T-cell specific cytokines

Some other studies have focused on T-cell specific cytokine production as PD parameters. With enzyme-linked immunosorbent assay (ELISA) and flow-cytometric techniques, the concentrations of cytokines or chemokines have been measured in whole blood, serum and in­tracellular in stimulated PBMCs derived from patients after transplantation. [15],[42],[43] Several interesting effector cytokine patterns of CD4 + T cells have been defined. For example, CD4 + T­cell effector cytokines such as IL-2, IFN-γ and TNF-α have been defined as predictor of acute rejection, and a decreased ratio of CD4 + T-cell to CD8 + T-cell cytokines has been confirmed as predictor of graft acceptance. IL-2 protein was measured in mitogen-activated whole blood. [44] The addition of mycophenolic acid to CsA or Tac-based immunosuppression reduced IL-2 production, demonstrating that it is not merely a CNI specific response of the T-cell effector cytokine IL-2. [34] Some study results confirmed an even tight co-rrelation between CsA C0 or C 2 levels and IL-2 production, [43],[44] while other studies failed to prove this strong association. [14] Concerning clinical outcome, only limited data are available. In a small study co­hort, an association between pre-transplant IL­2 production and the risk of acute rejection has been proposed. [45] Other study groups revealed the T-cell effector cytokine IFN-γ as a more specific marker of the CsA-induced immuno­suppressive effect. [40] However, monitoring of cytokine production is a problematic issue as a result of restrictions to certain cell cycle pha­ses, different half-lives for the circulation of cytokines and changes in the up- and down-regulation of cytokine expression. [46]

Cytokine mRNA expression

Detection of the messenger RNA (mRNA) level as a marker of the degree of calcineurin inhibition has been introduced to assess the degree of calcineurin inhibition. [44],[45] Hartel et al [47] described a human whole blood assay based on quantitative real-time cytokine reverse trans­cription polymerase chain reaction (rt-PCR) for PD monitoring.

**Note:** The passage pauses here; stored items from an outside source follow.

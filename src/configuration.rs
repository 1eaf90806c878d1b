use dirs::config_dir;
use serde::{Deserialize, Serialize};
use serde_yaml;
use std::{
    fs::{self, File},
    io::Write,
    path::PathBuf,
    time::Duration,
};
use tracing::debug;
use url::Url;

pub const DEFAULT_APPLICATION_ID: &str = "fbcli";
pub const DEFAULT_CONFIGURATION_FILE_NAME: &str = "config.yml";
pub const CONFIG_DIR_ENV: &str = "FBCLI_CONFIG_DIR";
pub const REALTIME_ORIGIN_ENV: &str = "FBCLI_REALTIME_ORIGIN";
pub const WEBSITE_ORIGIN_ENV: &str = "FBCLI_WEBSITE_ORIGIN";

pub const DEFAULT_REALTIME_ORIGIN: &str = "https://firebase.firebaseio.com";
pub const DEFAULT_WEBSITE_ORIGIN: &str = "https://www.firebase.com";
/// Tickets expire on the server after five minutes
pub const DEFAULT_LOGIN_TIMEOUT_SECS: u64 = 300;

#[derive(Debug, thiserror::Error)]
pub enum ConfigurationError {
    #[error("failed to resolve the configuration directory")]
    FailedToFindConfigurationDirectory,
    #[error("failed to load configuration data, because of: {cause:?}")]
    FailedToLoadData {
        cause: Box<dyn std::error::Error + Send + Sync>,
    },
    #[error("failed to write configuration data to file, because of: {cause:?}")]
    FailedToWriteData {
        cause: Box<dyn std::error::Error + Send + Sync>,
    },
    #[error("invalid URL for property {name:?}: {cause}")]
    InvalidUrl {
        name: String,
        cause: url::ParseError,
    },
}

#[derive(Debug, Clone, PartialEq, Serialize, Deserialize)]
pub struct Configuration {
    #[serde(skip_serializing_if = "Option::is_none")]
    realtime_origin: Option<String>,
    #[serde(skip_serializing_if = "Option::is_none")]
    website_origin: Option<String>,
    #[serde(skip_serializing_if = "Option::is_none")]
    login_timeout_secs: Option<u64>,
}

impl Default for Configuration {
    fn default() -> Self {
        Self {
            realtime_origin: None,
            website_origin: None,
            login_timeout_secs: None,
        }
    }
}

impl Configuration {
    /// Origin of the realtime database holding the session tickets.
    ///
    /// The `FBCLI_REALTIME_ORIGIN` environment variable wins over the file.
    pub fn realtime_origin(&self) -> Result<Url, ConfigurationError> {
        let origin = std::env::var(REALTIME_ORIGIN_ENV)
            .ok()
            .or_else(|| self.realtime_origin.clone())
            .unwrap_or_else(|| DEFAULT_REALTIME_ORIGIN.to_string());
        parse_origin("realtime_origin", &origin)
    }

    /// Origin of the website serving the pairing confirmation page.
    pub fn website_origin(&self) -> Result<Url, ConfigurationError> {
        let origin = std::env::var(WEBSITE_ORIGIN_ENV)
            .ok()
            .or_else(|| self.website_origin.clone())
            .unwrap_or_else(|| DEFAULT_WEBSITE_ORIGIN.to_string());
        parse_origin("website_origin", &origin)
    }

    pub fn login_timeout(&self) -> Duration {
        Duration::from_secs(
            self.login_timeout_secs
                .unwrap_or(DEFAULT_LOGIN_TIMEOUT_SECS),
        )
    }

    /// Directory holding all of the application's local state
    pub fn get_default_configuration_directory() -> Result<PathBuf, ConfigurationError> {
        // Check for FBCLI_CONFIG_DIR environment variable first
        if let Ok(config_dir_str) = std::env::var(CONFIG_DIR_ENV) {
            return Ok(PathBuf::from(config_dir_str));
        }

        match config_dir() {
            Some(mut configuration_directory) => {
                configuration_directory.push(DEFAULT_APPLICATION_ID);
                Ok(configuration_directory)
            }
            None => Err(ConfigurationError::FailedToFindConfigurationDirectory),
        }
    }

    pub fn get_default_configuration_file_path() -> Result<PathBuf, ConfigurationError> {
        let mut path = Self::get_default_configuration_directory()?;
        path.push(DEFAULT_CONFIGURATION_FILE_NAME);
        Ok(path)
    }

    /// Load default configuration, creating a default one if none exists
    pub fn load_or_create_default() -> Result<Configuration, ConfigurationError> {
        let default_file_path = Configuration::get_default_configuration_file_path()?;
        debug!(
            "Loading or creating configuration from {}...",
            default_file_path.display()
        );

        match Configuration::load_from_file(default_file_path.clone()) {
            Ok(config) => Ok(config),
            Err(ConfigurationError::FailedToLoadData { cause })
                if cause
                    .downcast_ref::<std::io::Error>()
                    .map(|e| e.kind() == std::io::ErrorKind::NotFound)
                    .unwrap_or(false) =>
            {
                debug!("Configuration file not found, creating default configuration");
                let default_config = Configuration::default();
                default_config.save(&default_file_path)?;
                Ok(default_config)
            }
            Err(e) => Err(e),
        }
    }

    pub fn load_from_file(path: PathBuf) -> Result<Configuration, ConfigurationError> {
        match fs::read_to_string(path) {
            Ok(configuration) => match serde_yaml::from_str(&configuration) {
                Ok(configuration) => Ok(configuration),
                Err(cause) => Err(ConfigurationError::FailedToLoadData {
                    cause: Box::new(cause),
                }),
            },
            Err(cause) => Err(ConfigurationError::FailedToLoadData {
                cause: Box::new(cause),
            }),
        }
    }

    pub fn write(&self, writer: Box<dyn Write>) -> Result<(), ConfigurationError> {
        match serde_yaml::to_writer(writer, self) {
            Ok(()) => Ok(()),
            Err(e) => Err(ConfigurationError::FailedToWriteData { cause: Box::new(e) }),
        }
    }

    pub fn save(&self, path: &PathBuf) -> Result<(), ConfigurationError> {
        // first check if the parent directory exists and try to create it if not
        match path.parent() {
            Some(directory) => {
                if fs::create_dir_all(directory).is_err() {
                    return Err(ConfigurationError::FailedToFindConfigurationDirectory);
                }
            }
            None => return Err(ConfigurationError::FailedToFindConfigurationDirectory),
        }

        match File::create(path) {
            Ok(file) => {
                let writer: Box<dyn Write> = Box::new(file);
                self.write(writer)
            }
            Err(e) => Err(ConfigurationError::FailedToWriteData { cause: Box::new(e) }),
        }
    }
}

/// Parse an origin so that relative paths resolve beneath it, keeping any
/// path prefix such as a database namespace
fn parse_origin(name: &str, origin: &str) -> Result<Url, ConfigurationError> {
    let mut url = Url::parse(origin).map_err(|cause| ConfigurationError::InvalidUrl {
        name: name.to_string(),
        cause,
    })?;
    if !url.path().ends_with('/') {
        let path = format!("{}/", url.path());
        url.set_path(&path);
    }
    Ok(url)
}

#[cfg(test)]
mod tests {
    use super::*;
    use tempfile::TempDir;

    #[test]
    fn test_default_login_timeout_is_five_minutes() {
        let configuration = Configuration::default();
        assert_eq!(configuration.login_timeout(), Duration::from_secs(300));
    }

    #[test]
    fn test_save_and_load_round_trip() {
        let temp_dir = TempDir::new().unwrap();
        let path = temp_dir.path().join("nested").join("config.yml");

        let configuration = Configuration {
            realtime_origin: None,
            website_origin: Some("http://localhost:5000".to_string()),
            login_timeout_secs: Some(42),
        };
        configuration.save(&path).unwrap();

        let loaded = Configuration::load_from_file(path).unwrap();
        assert_eq!(loaded, configuration);
        assert_eq!(loaded.login_timeout(), Duration::from_secs(42));
    }

    #[test]
    fn test_load_missing_file_fails() {
        let temp_dir = TempDir::new().unwrap();
        let result = Configuration::load_from_file(temp_dir.path().join("missing.yml"));
        assert!(matches!(
            result,
            Err(ConfigurationError::FailedToLoadData { .. })
        ));
    }

    #[test]
    fn test_invalid_origin_is_reported() {
        let configuration = Configuration {
            realtime_origin: None,
            website_origin: Some("not a url".to_string()),
            login_timeout_secs: None,
        };
        if std::env::var(WEBSITE_ORIGIN_ENV).is_err() {
            assert!(matches!(
                configuration.website_origin(),
                Err(ConfigurationError::InvalidUrl { .. })
            ));
        }
    }

    #[test]
    fn test_origin_keeps_path_prefix() {
        let url = parse_origin("realtime_origin", "https://host.example/ns").unwrap();
        assert_eq!(url.as_str(), "https://host.example/ns/");
        assert_eq!(
            url.join("sessionTickets/abc.json").unwrap().as_str(),
            "https://host.example/ns/sessionTickets/abc.json"
        );

        let url = parse_origin("website_origin", "https://www.firebase.com").unwrap();
        assert_eq!(url.as_str(), "https://www.firebase.com/");
    }
}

The authors observed a de­creased basal mRNA expression of TNFα in patients on CsA therapy and retarded cytokine mRNA expression kinetics during T-cell co­stimulation. These data suggested that distinct shifts in peak cytokine mRNA expression may represent a sensitive PD marker of individual CsA response. For prospective studies on cyto­kine mRNA concentrations, the parameter "area of cytokine mRNA expression over time" was suggested as PD monitoring tool, which should include absolute cytokine mRNA con­centrations measured at two different time points. The same study group investigated the potential PD effects of Tac on IL-2 mRNA expression in an in vitro human whole-blood assay. [45] IL-2 mRNA profiles revealed variable Tac sensitivity. Kinetic profiles of IL-2 mRNA expression demonstrated individually distinct degrees of CNI sensitivity in patients under­going Tac monotherapy before living-donor kidney transplantation. Individuals with un­affected IL-2 mRNA expression may be at in­creased risk of transplant rejection. Other stu­dies have investigated the expression of cyto­kines in kidney-transplant biopsies. [48] Recently, quantitative analysis of gene expression was employed to measure directly the functional effects of calcineurin inhibition: the transcrip­tional activities of NFAT-regulated genes in the peripheral blood. [49],[50],[51] This assay is based on the quantitative analysis of the gene ex­pression of the three NFAT-regulated cytokine genes IL-2, IFN-γ and granulocyte macrophage colony-stimulating factor (GM-CSF). Blood samples are taken at CNI trough, and the rela­tive inhibition of gene expression after oral drug intake is calculated at CNI peak level.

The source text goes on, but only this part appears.